MIDF Sector Research

Syarikat Takaful Malaysia Keluarga Berhad - Earnings Growth Expected to Moderate in 2H19

sectoranalyst
Publish date: Fri, 26 Jul 2019, 10:28 AM

INVESTMENT HIGHLIGHTS

  • STMKB’s 1HFY19 earnings results of RM177.4m came in within our and consensus expectations
  • We are expecting a lower growth rate in 2H19 on a yearover-year basis due to high base effect
  • Fundamentals remain intact but recent rally resulted in steep valuation and modest dividend yield
  • Downgrade to NEUTRAL with an unchanged TP of RM6.60

Within expectations. Syarikat Takaful Malaysia Keluarga Berhad (STMB)’s 1HFY19 earnings came in within our expectation, accounting for 52.3% and 48.3% of our and consensus’ full year estimates. It was not a surprise that it grew +47.3%yoy to RM80.9m, riding on its strong bancassurance partnerships and digital initiatives. The strong earnings growth was attributable to higher net Wakalah fee income arising mainly from continued double-digit growth in the Family segment.

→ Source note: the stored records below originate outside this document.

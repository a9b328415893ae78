// File: crates/sparkline-core/src/raster.rs
// Summary: Skia CPU raster surface; presents scenes with theme strokes, exports PNG/RGBA8.

use std::path::Path;

use skia_safe as skia;

use crate::curve::PathCmd;
use crate::error::{Result, SparklineError};
use crate::scene::{Scene, Shape, StyleClass};
use crate::surface::DrawingSurface;
use crate::text::TextShaper;
use crate::theme::Theme;

pub struct RasterSurface {
    surface: skia::Surface,
    theme: Theme,
    text: TextShaper,
}

impl RasterSurface {
    pub fn new(width: i32, height: i32, theme: Theme) -> Result<Self> {
        let surface = skia::surfaces::raster_n32_premul((width.max(1), height.max(1)))
            .ok_or_else(|| SparklineError::Surface(format!("failed to create {width}x{height} raster surface")))?;
        let mut s = Self { surface, theme, text: TextShaper::new() };
        s.clear()?;
        Ok(s)
    }

    pub fn theme(&self) -> &Theme { &self.theme }

    /// Encode the current contents as PNG.
    pub fn to_png_bytes(&mut self) -> Result<Vec<u8>> {
        let image = self.surface.image_snapshot();
        #[allow(deprecated)]
        let data = image
            .encode_to_data(skia::EncodedImageFormat::PNG)
            .ok_or_else(|| SparklineError::Surface("encode PNG failed".into()))?;
        Ok(data.as_bytes().to_vec())
    }

    pub fn write_png(&mut self, path: impl AsRef<Path>) -> Result<()> {
        let bytes = self.to_png_bytes()?;
        if let Some(parent) = path.as_ref().parent() {
            std::fs::create_dir_all(parent)?;
        }
        std::fs::write(path, bytes)?;
        Ok(())
    }

    /// Unpremultiplied RGBA8 pixels: (buffer, width, height, stride).
    pub fn to_rgba8(&mut self) -> Result<(Vec<u8>, i32, i32, usize)> {
        let (w, h) = self.size();
        let info = skia::ImageInfo::new((w, h), skia::ColorType::RGBA8888, skia::AlphaType::Unpremul, None);
        let stride = w as usize * 4;
        let mut px = vec![0u8; stride * h as usize];
        if !self.surface.read_pixels(&info, &mut px, stride, (0, 0)) {
            return Err(SparklineError::Surface("read_pixels failed".into()));
        }
        Ok((px, w, h, stride))
    }

    fn stroke_paint(&self, class: StyleClass) -> skia::Paint {
        let stroke = self.theme.stroke_for(class);
        let mut paint = skia::Paint::default();
        paint.set_anti_alias(true);
        paint.set_style(skia::paint::Style::Stroke);
        paint.set_stroke_width(stroke.width);
        paint.set_color(stroke.color);
        paint
    }
}

fn to_skia_path(cmds: &[PathCmd]) -> skia::Path {
    let mut path = skia::Path::new();
    for cmd in cmds {
        match *cmd {
            PathCmd::MoveTo(p) => { path.move_to((p.x, p.y)); }
            PathCmd::LineTo(p) => { path.line_to((p.x, p.y)); }
            PathCmd::CubicTo(c1, c2, p) => { path.cubic_to((c1.x, c1.y), (c2.x, c2.y), (p.x, p.y)); }
        }
    }
    path
}

impl DrawingSurface for RasterSurface {
    fn size(&self) -> (i32, i32) {
        (self.surface.width(), self.surface.height())
    }

    fn clear(&mut self) -> Result<()> {
        let bg = self.theme.background;
        self.surface.canvas().clear(bg);
        Ok(())
    }

    fn present(&mut self, scene: &Scene) -> Result<()> {
        let bg = self.theme.background;
        let label_color = self.theme.tick_label;
        let paints: Vec<Option<skia::Paint>> = scene
            .items
            .iter()
            .map(|item| match item.shape {
                Shape::Text { .. } => None,
                _ => Some(self.stroke_paint(item.class)),
            })
            .collect();

        let canvas = self.surface.canvas();
        canvas.clear(bg);
        for (item, paint) in scene.items.iter().zip(&paints) {
            match (&item.shape, paint) {
                (Shape::Line { from, to }, Some(paint)) => {
                    canvas.draw_line((from.x, from.y), (to.x, to.y), paint);
                }
                (Shape::Path(cmds), Some(paint)) => {
                    canvas.draw_path(&to_skia_path(cmds), paint);
                }
                (Shape::Text { text, at, size }, _) => {
                    self.text.draw_centered(canvas, text, at.x, at.y, *size, label_color);
                }
                _ => {}
            }
        }
        Ok(())
    }
}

Fundamentals remains intact. STMB’s 1HFY19 gross earned contribution jumped +31.6%yoy to RM1,337.7m, arising predominantly from its Family Takaful business which has increased by +44.0%yoy to RM967.5m. This was primarily due to the higher sales from creditrelated products. Meanwhile, the net claims declined marginally by - 2.1%yoy to –RM476.4m, attributable to lower claims (-11.0%yoy) from the general insurance segment, but partially moderated by the slight increase in net claims of +1.0%yoy at the Family Takaful segment. Thus, these have mainly contributed to the improved combined ratio to 69.1% (-16.2ppts yoy) and led to a higher underwriting margin of 30.9% (+16.2ppts yoy).

Earnings growth rate expected to taper off in 2HFY19. To recall, STMB’s earnings growth for 2HFY18 was primarily spurred by the new bancassurance partnership with Bank Rakyat to boost its credit-related products sales. Thus, we are of the view that the normalisation of the earnings growth might be warranted since it would be coming from a higher base. In addition, a potential further motor and fire liberalisation exercise in 2HFY19 would be a dampening factor to its general insurance segment as well.

Earnings estimates. We are maintaining our forecasts for FY19F and FY20F.

Target Price. We are maintaining our target price of RM6.60 by pegging its FY20 diluted EPS to a PE of 14x (two year historical average).

Downgrade to NEUTRAL. While the fundamental aspect of the company remains on track, we opine that these developments have mostly been priced in into the stock as reflected by the recent run-up of the company’s share price. The valuation of the company has become steep as evident from its current PE of 15.7x which is way above its 2-year historical trading PE of 14.4x. In addition, the dividend yield of the company is also losing its appeal at only 2.2%. Moreover, the potential further de-tariffication of the motor and fire insurance in 2HFY19 presents a less optimistic outlook on its general insurance segment. This segment alone contributes approximately 30.0% to its group’s gross earned contribution. Coming from a higher base, we are also of the view that earnings growth rate would possibly be tapering in 2HFY19 on a year-over-year basis as part of the normalisation effect. Coupled with an absent of capital upside and catalysts in the near-to-medium term, we are downgrading our recommendation on STMB to NEUTRAL (previously BUY).